By Despoina (Deni) Mantzari, Associate Professor in Competition Law and Policy at UCL Laws

Four European Union flags in front of the Berlaymont Building, Brussels

17 August 2020

Image credit: Thijs ter HaarCC BY 2.0, via Wikimedia Commons 

Publication details 

Mantzari, Despoina (2020) ‘Interim Measures in EU Competition Cases: Origins, Evolution, and Implications for Digital Markets’, Journal of European Competition Law & Practice (OUP). Available online at https://academic.oup.com/jeclap/advance-article-abstract/doi/10.1093/jeclap/lpaa045/5893074

Summary

Interim measures are among the most powerful and intrusive enforcement tools that are available to competition authorities in the EU because, pending the outcome of investigations, they can be used to ensure that effective competition is maintained and irreparable damage averted. The article considers the origins and evolution of interim measures in EU Competition Law and reaches some broader conclusions about the future use of this tool, especially in the context of digital markets, which have forced competition authorities to rethink their overall approach to enforcement.
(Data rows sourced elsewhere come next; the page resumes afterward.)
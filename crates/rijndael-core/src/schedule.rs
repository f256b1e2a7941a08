//! AES-128 key expansion into 11 round keys.

use core::fmt;

use crate::block::Block;
use crate::gf::xtime;
use crate::key::Aes128Key;
use crate::sbox::sbox_lookup;

/// Number of full rounds for a 128-bit key.
pub const ROUNDS: usize = 10;

/// Number of round keys produced by the key schedule.
pub const ROUND_KEYS: usize = ROUNDS + 1;

/// Total bytes of expanded key material.
pub const EXPANDED_KEY_SIZE: usize = ROUND_KEYS * 16;

const WORDS: usize = ROUND_KEYS * 4;

const fn round_constants() -> [u8; ROUNDS] {
    let mut rcon = [0u8; ROUNDS];
    rcon[0] = 0x01;
    let mut i = 1;
    while i < ROUNDS {
        rcon[i] = xtime(rcon[i - 1]);
        i += 1;
    }
    rcon
}

/// Round constants, successive powers of `x` in GF(2^8).
pub const RCON: [u8; ROUNDS] = round_constants();

const _: () = assert!(RCON[ROUNDS - 1] == 0x36, "round constant sequence is wrong");

fn rot_word(word: u32) -> u32 {
    word.rotate_left(8)
}

fn sub_word(word: u32) -> u32 {
    u32::from_be_bytes(word.to_be_bytes().map(sbox_lookup))
}

/// Expanded round keys for AES-128.
///
/// Derived once per key and reused for any number of blocks. Owned by the
/// caller; nothing about it is shared across keys.
#[derive(Clone, Copy, PartialEq, Eq)]
pub struct RoundKeys([Block; ROUND_KEYS]);

impl RoundKeys {
    /// Runs the key schedule.
    pub fn expand(key: &Aes128Key) -> Self {
        let mut w = [0u32; WORDS];
        for (word, chunk) in w.iter_mut().zip(key.as_bytes().chunks_exact(4)) {
            *word = u32::from_be_bytes([chunk[0], chunk[1], chunk[2], chunk[3]]);
        }

        for i in 4..WORDS {
            let mut temp = w[i - 1];
            if i % 4 == 0 {
                temp = sub_word(rot_word(temp)) ^ (u32::from(RCON[i / 4 - 1]) << 24);
            }
            w[i] = w[i - 4] ^ temp;
        }

        let mut round_keys = [[0u8; 16]; ROUND_KEYS];
        for (round_key, words) in round_keys.iter_mut().zip(w.chunks_exact(4)) {
            for (dst, word) in round_key.chunks_exact_mut(4).zip(words) {
                dst.copy_from_slice(&word.to_be_bytes());
            }
        }
        Self(round_keys)
    }

    /// Returns the round key at the requested index (0..=10).
    ///
    /// # Panics
    ///
    /// Panics if `round > 10`.
    #[inline]
    pub fn get(&self, round: usize) -> &Block {
        &self.0[round]
    }

    /// Number of round keys held; always 11.
    #[inline]
    pub fn count(&self) -> usize {
        self.0.len()
    }

    /// Flattened 176-byte expanded key.
    pub fn as_bytes(&self) -> [u8; EXPANDED_KEY_SIZE] {
        let mut out = [0u8; EXPANDED_KEY_SIZE];
        for (dst, round_key) in out.chunks_exact_mut(16).zip(self.0.iter()) {
            dst.copy_from_slice(round_key);
        }
        out
    }
}

impl fmt::Debug for RoundKeys {
    fn fmt(&self, f: &mut fmt::Formatter<'_>) -> fmt::Result {
        f.debug_struct("RoundKeys")
            .field("count", &self.count())
            .finish_non_exhaustive()
    }
}

/// Expands a 128-bit key into 11 round keys.
pub fn expand_key(key: &Aes128Key) -> RoundKeys {
    RoundKeys::expand(key)
}

#[cfg(test)]
mod tests {
    use super::*;

    const FIPS_A1_KEY: [u8; 16] = [
        0x2b, 0x7e, 0x15, 0x16, 0x28, 0xae, 0xd2, 0xa6, 0xab, 0xf7, 0x15, 0x88, 0x09, 0xcf, 0x4f,
        0x3c,
    ];

    #[test]
    fn round_constants_are_powers_of_x() {
        assert_eq!(
            RCON,
            [0x01, 0x02, 0x04, 0x08, 0x10, 0x20, 0x40, 0x80, 0x1b, 0x36]
        );
    }

    #[test]
    fn expansion_matches_fips_appendix_a1() {
        let rks = expand_key(&Aes128Key::from(FIPS_A1_KEY));
        assert_eq!(rks.count(), ROUND_KEYS);
        assert_eq!(rks.get(0), &FIPS_A1_KEY);
        assert_eq!(
            rks.get(1),
            &[
                0xa0, 0xfa, 0xfe, 0x17, 0x88, 0x54, 0x2c, 0xb1, 0x23, 0xa3, 0x39, 0x39, 0x2a, 0x6c,
                0x76, 0x05
            ]
        );
        assert_eq!(
            rks.get(10),
            &[
                0xd0, 0x14, 0xf9, 0xa8, 0xc9, 0xee, 0x25, 0x89, 0xe1, 0x3f, 0x0c, 0xc8, 0xb6, 0x63,
                0x0c, 0xa6
            ]
        );
    }

    #[test]
    fn flattened_schedule_is_176_bytes_in_round_order() {
        let rks = expand_key(&Aes128Key::from(FIPS_A1_KEY));
        let flat = rks.as_bytes();
        assert_eq!(flat.len(), EXPANDED_KEY_SIZE);
        for round in 0..ROUND_KEYS {
            assert_eq!(&flat[round * 16..(round + 1) * 16], rks.get(round));
        }
    }

    #[test]
    fn debug_does_not_print_round_keys() {
        let rks = expand_key(&Aes128Key::from([0x5c; 16]));
        assert_eq!(format!("{rks:?}"), "RoundKeys { count: 11, .. }");
    }
}
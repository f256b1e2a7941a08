//! AES-128 block encryption/decryption and the caller-owned cipher object.

use core::fmt;

use crate::block::{block_from_slice, Block};
use crate::error::{Buffer, Result};
use crate::key::Aes128Key;
use crate::round::{
    add_round_key, inv_mix_columns, inv_shift_rows, inv_sub_bytes, mix_columns, shift_rows,
    sub_bytes,
};
use crate::schedule::{RoundKeys, ROUNDS};

/// Encrypts a single 16-byte block with pre-expanded round keys.
pub fn encrypt_with_schedule(block: &Block, round_keys: &RoundKeys) -> Block {
    let mut state = *block;

    add_round_key(&mut state, round_keys.get(0));

    for round in 1..ROUNDS {
        sub_bytes(&mut state);
        shift_rows(&mut state);
        mix_columns(&mut state);
        add_round_key(&mut state, round_keys.get(round));
    }

    sub_bytes(&mut state);
    shift_rows(&mut state);
    add_round_key(&mut state, round_keys.get(ROUNDS));

    state
}

/// Decrypts a single 16-byte block with pre-expanded round keys.
pub fn decrypt_with_schedule(block: &Block, round_keys: &RoundKeys) -> Block {
    let mut state = *block;

    add_round_key(&mut state, round_keys.get(ROUNDS));
    for round in (1..ROUNDS).rev() {
        inv_shift_rows(&mut state);
        inv_sub_bytes(&mut state);
        add_round_key(&mut state, round_keys.get(round));
        inv_mix_columns(&mut state);
    }
    inv_shift_rows(&mut state);
    inv_sub_bytes(&mut state);
    add_round_key(&mut state, round_keys.get(0));

    state
}

/// Encrypts one block under `key`.
///
/// Both buffers must be exactly 16 bytes; anything else yields
/// [`Error::InvalidLength`](crate::Error::InvalidLength) naming the buffer.
pub fn encrypt_block(plaintext: &[u8], key: &[u8]) -> Result<Block> {
    let block = block_from_slice(plaintext, Buffer::Block)?;
    let key = Aes128Key::from_slice(key)?;
    Ok(encrypt_with_schedule(&block, &RoundKeys::expand(&key)))
}

/// Decrypts one block under `key`. Inverse of [`encrypt_block`].
pub fn decrypt_block(ciphertext: &[u8], key: &[u8]) -> Result<Block> {
    let block = block_from_slice(ciphertext, Buffer::Block)?;
    let key = Aes128Key::from_slice(key)?;
    Ok(decrypt_with_schedule(&block, &RoundKeys::expand(&key)))
}

/// AES-128 with the key schedule computed once and reused across blocks.
#[derive(Clone)]
pub struct Aes128 {
    round_keys: RoundKeys,
}

impl Aes128 {
    /// Expands `key` and keeps the schedule.
    pub fn new(key: &Aes128Key) -> Self {
        Self {
            round_keys: RoundKeys::expand(key),
        }
    }

    /// Like [`Aes128::new`] but takes an unchecked byte slice.
    pub fn from_slice(key: &[u8]) -> Result<Self> {
        Ok(Self::new(&Aes128Key::from_slice(key)?))
    }

    /// The cached round keys.
    pub fn round_keys(&self) -> &RoundKeys {
        &self.round_keys
    }

    /// Encrypts a block, returning the ciphertext.
    pub fn encrypt_block(&self, block: &Block) -> Block {
        encrypt_with_schedule(block, &self.round_keys)
    }

    /// Decrypts a block, returning the plaintext.
    pub fn decrypt_block(&self, block: &Block) -> Block {
        decrypt_with_schedule(block, &self.round_keys)
    }

    /// Encrypts a block in place.
    pub fn encrypt_in_place(&self, block: &mut Block) {
        *block = self.encrypt_block(block);
    }

    /// Decrypts a block in place.
    pub fn decrypt_in_place(&self, block: &mut Block) {
        *block = self.decrypt_block(block);
    }
}

impl fmt::Debug for Aes128 {
    fn fmt(&self, f: &mut fmt::Formatter<'_>) -> fmt::Result {
        f.write_str("Aes128 { .. }")
    }
}
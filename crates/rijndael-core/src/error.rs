//! Error type shared by the whole crate.

use core::fmt;

use thiserror::Error;

/// Which caller-supplied buffer a length error refers to.
#[derive(Clone, Copy, Debug, PartialEq, Eq)]
pub enum Buffer {
    /// The plaintext or ciphertext block.
    Block,
    /// The cipher key.
    Key,
}

impl fmt::Display for Buffer {
    fn fmt(&self, f: &mut fmt::Formatter<'_>) -> fmt::Result {
        match self {
            Buffer::Block => f.write_str("block"),
            Buffer::Key => f.write_str("key"),
        }
    }
}

/// Errors surfaced by the cipher facade and the self-test.
#[derive(Clone, Debug, Error, PartialEq, Eq)]
pub enum Error {
    /// A block or key buffer had the wrong length.
    #[error("{what} must be {expected} bytes, got {actual}")]
    InvalidLength {
        /// The offending buffer.
        what: Buffer,
        /// Required length.
        expected: usize,
        /// Length that was supplied.
        actual: usize,
    },
    /// Table or key-schedule construction produced inconsistent data.
    #[error("internal invariant violated: {0}")]
    InvariantViolation(&'static str),
    /// A built-in known-answer vector did not reproduce.
    #[error("known-answer vector `{vector}` did not reproduce")]
    KnownAnswerMismatch {
        /// Name of the failing vector.
        vector: &'static str,
    },
}

/// Crate result alias.
pub type Result<T> = core::result::Result<T, Error>;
It argues that EU Courts have imposed significant constraints on the ability of the Commission to adopt interim relief. The revival, however, of interim measures in Broadcom presents a very good opportunity to review and adjust the requirements arising from past rulings. This is owing to the clear-cut nature of the alleged infringements which allow the Commission to more easily meet the evidentiary requirements of the test. But novel theories of harm that characterise competition law enforcement in digital markets may hamper the employment of this tool in the future. Thus, there is an increased possibility of the Commission continuing to rely on Article 9 commitment decisionsin such cases, if the Court is not presented with an opportunity to relax its restrictive precedent.